- Directions
Two lines in the listing below mark the span: one contains "pub fn settings(&self)" and one contains "pub fn push(&mut". Reproduce both of them and everything between, exactly.

- Input material
//! A running session: the board, its snake and food, and the session log.
//!
//! The external driver decides when a tick happens. [`FrameClock`] turns a
//! stream of animation frames into ticks and [`InputQueue`] collects the key
//! presses made between two ticks.
use std::collections::VecDeque;

use rand::rngs::SmallRng;
use tracing::{debug, instrument};

use crate::board::{Board, Position};
use crate::error::{BoardError, ReplayError};
use crate::food::Food;
use crate::replay::{SessionLog, TickRecord};
use crate::settings::{Settings, Speed};
use crate::snake::{Snake, TickOutcome};
use crate::types::{Direction, LogSink, RenderSurface};

/// One session, live or replayed
#[derive(Debug)]
pub struct Game {
    board: Board,
    snake: Snake,
    food: Food,
    settings: Settings,
    log: SessionLog,
    sink: Option<Box<dyn LogSink>>,
}

impl Game {
    /// A live session on `board`, with food sampled from `rng`. The snake is
    /// placed first so the food never lands on it.
    pub fn live(mut board: Board, settings: Settings, rng: SmallRng) -> Self {
        let snake = Snake::centered(&mut board);
        let food = Food::new_random(&mut board, rng);
        Self::assemble(board, snake, food, settings)
    }

    /// A session whose food follows the recorded coordinates
    pub fn replay(mut board: Board, settings: Settings, food: impl IntoIterator<Item = Position>) -> Self {
        let snake = Snake::centered(&mut board);
        let food = Food::new_from_replay(&mut board, food);
        Self::assemble(board, snake, food, settings)
    }

    /// a live session on the square board `settings` describe
    pub fn from_settings(
        settings: Settings,
        pixel_width: u32,
        pixel_height: u32,
        rng: SmallRng,
    ) -> Result<Self, BoardError> {
        let board = settings.board(pixel_width, pixel_height)?;
        Ok(Self::live(board, settings, rng))
    }

    fn assemble(board: Board, snake: Snake, food: Food, settings: Settings) -> Self {
        Game {
            board,
            snake,
            food,
            settings,
            log: SessionLog::new(),
            sink: None,
        }
    }

    /// Where the log goes when the snake dies
    pub fn with_log_sink(mut self, sink: impl LogSink + 'static) -> Self {
        self.sink = Some(Box::new(sink));
        self
    }

    /// Advances the snake and appends the tick to the log if it survived.
    pub(crate) fn step(&mut self, input: Option<Direction>) -> TickOutcome {
        let food = self.food.location();
        let outcome = self.snake.update(&mut self.board, &mut self.food, input);
        if !self.snake.is_dead() {
            self.log.record(TickRecord {
                score: self.board.score(),
                direction: Some(self.snake.direction()),
                food,
                head: self.snake.head(),
                tail: self.snake.tail(),
            });
        }
        outcome
    }

    /// Runs one tick. The tick the snake dies on persists the log to the
    /// sink; this happens exactly once per session.
    #[instrument(level = "trace", skip_all)]
    pub fn tick(&mut self, input: Option<Direction>) -> Result<TickOutcome, ReplayError> {
        let outcome = self.step(input);
        if outcome == TickOutcome::Died {
            self.save_log()?;
        }
        Ok(outcome)
    }

    /// One tick per queued input, or a single tick without input when the
    /// queue is empty.
    pub fn tick_queued(&mut self, queue: &mut InputQueue) -> Result<Vec<TickOutcome>, ReplayError> {
        if queue.is_empty() {
            return Ok(vec![self.tick(None)?]);
        }
        let mut outcomes = Vec::with_capacity(queue.len());
        while let Some(direction) = queue.pop() {
            outcomes.push(self.tick(Some(direction))?);
        }
        Ok(outcomes)
    }

    /// Persists the log now. Without a sink this does nothing.
    pub fn save_log(&mut self) -> Result<(), ReplayError> {
        match self.sink.as_mut() {
            Some(sink) => self.log.persist(&self.settings, sink.as_mut()),
            None => {
                debug!("no log sink configured, log not saved");
                Ok(())
            }
        }
    }

    /// paints the board onto `surface`
    pub fn render(&self, surface: &mut impl RenderSurface) {
        self.board.display(surface);
    }

    #[allow(missing_docs)]
    pub fn board(&self) -> &Board {
        &self.board
    }

    #[allow(missing_docs)]
    pub fn snake(&self) -> &Snake {
        &self.snake
    }

    #[allow(missing_docs)]
    pub fn food(&self) -> &Food {
        &self.food
    }

    #[allow(missing_docs)]
    pub fn settings(&self) -> &Settings {
        &self.settings
    }

    /// the ticks recorded so far
    pub fn log(&self) -> &SessionLog {
        &self.log
    }

    #[allow(missing_docs)]
    pub fn score(&self) -> u32 {
        self.board.score()
    }

    /// true once the snake died
    pub fn is_over(&self) -> bool {
        self.snake.is_dead()
    }
}

/// Direction presses waiting for the next tick. A direction already waiting
/// is not queued again.
#[derive(Debug, Clone, Default, PartialEq, Eq)]
pub struct InputQueue {
    pending: VecDeque<Direction>,
}

impl InputQueue {
    #[allow(missing_docs)]
    pub fn new() -> Self {
        Self::default()
    }

    /// queue `direction` unless it is already waiting
    pub fn push(&mut self, direction: Direction) {
        if !self.pending.contains(&direction) {
            self.pending.push_back(direction);
        }
    }

    #[allow(missing_docs)]
    pub fn pop(&mut self) -> Option<Direction> {
        self.pending.pop_front()
    }

    #[allow(missing_docs)]
    pub fn len(&self) -> usize {
        self.pending.len()
    }

    #[allow(missing_docs)]
    pub fn is_empty(&self) -> bool {
        self.pending.is_empty()
    }
}

/// Counts animation frames and fires on the first and then every
/// `frame_lag`-th one
#[derive(Debug, Clone, Copy, PartialEq, Eq)]
pub struct FrameClock {
    frame_lag: u32,
    frames: u32,
}

impl FrameClock {
    /// a lag of zero is treated as one
    pub fn new(frame_lag: u32) -> Self {
        FrameClock {
            frame_lag: frame_lag.max(1),
            frames: 0,
        }
    }

    #[allow(missing_docs)]
    pub fn from_speed(speed: Speed) -> Self {
        Self::new(speed.frame_lag())
    }

    /// Registers one frame; true when a tick is due. The first frame always
    /// ticks.
    pub fn on_frame(&mut self) -> bool {
        let due = self.frames == 0;
        self.frames = (self.frames + 1) % self.frame_lag;
        due
    }

    #[allow(missing_docs)]
    pub fn frame_lag(&self) -> u32 {
        self.frame_lag
    }
}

- Solved problem
    pub fn settings(&self) -> &Settings {
        &self.settings
    }

    /// the ticks recorded so far
    pub fn log(&self) -> &SessionLog {
        &self.log
    }

    #[allow(missing_docs)]
    pub fn score(&self) -> u32 {
        self.board.score()
    }

    /// true once the snake died
    pub fn is_over(&self) -> bool {
        self.snake.is_dead()
    }
}

/// Direction presses waiting for the next tick. A direction already waiting
/// is not queued again.
#[derive(Debug, Clone, Default, PartialEq, Eq)]
pub struct InputQueue {
    pending: VecDeque<Direction>,
}

impl InputQueue {
    #[allow(missing_docs)]
    pub fn new() -> Self {
        Self::default()
    }

    /// queue `direction` unless it is already waiting
    pub fn push(&mut self, direction: Direction) {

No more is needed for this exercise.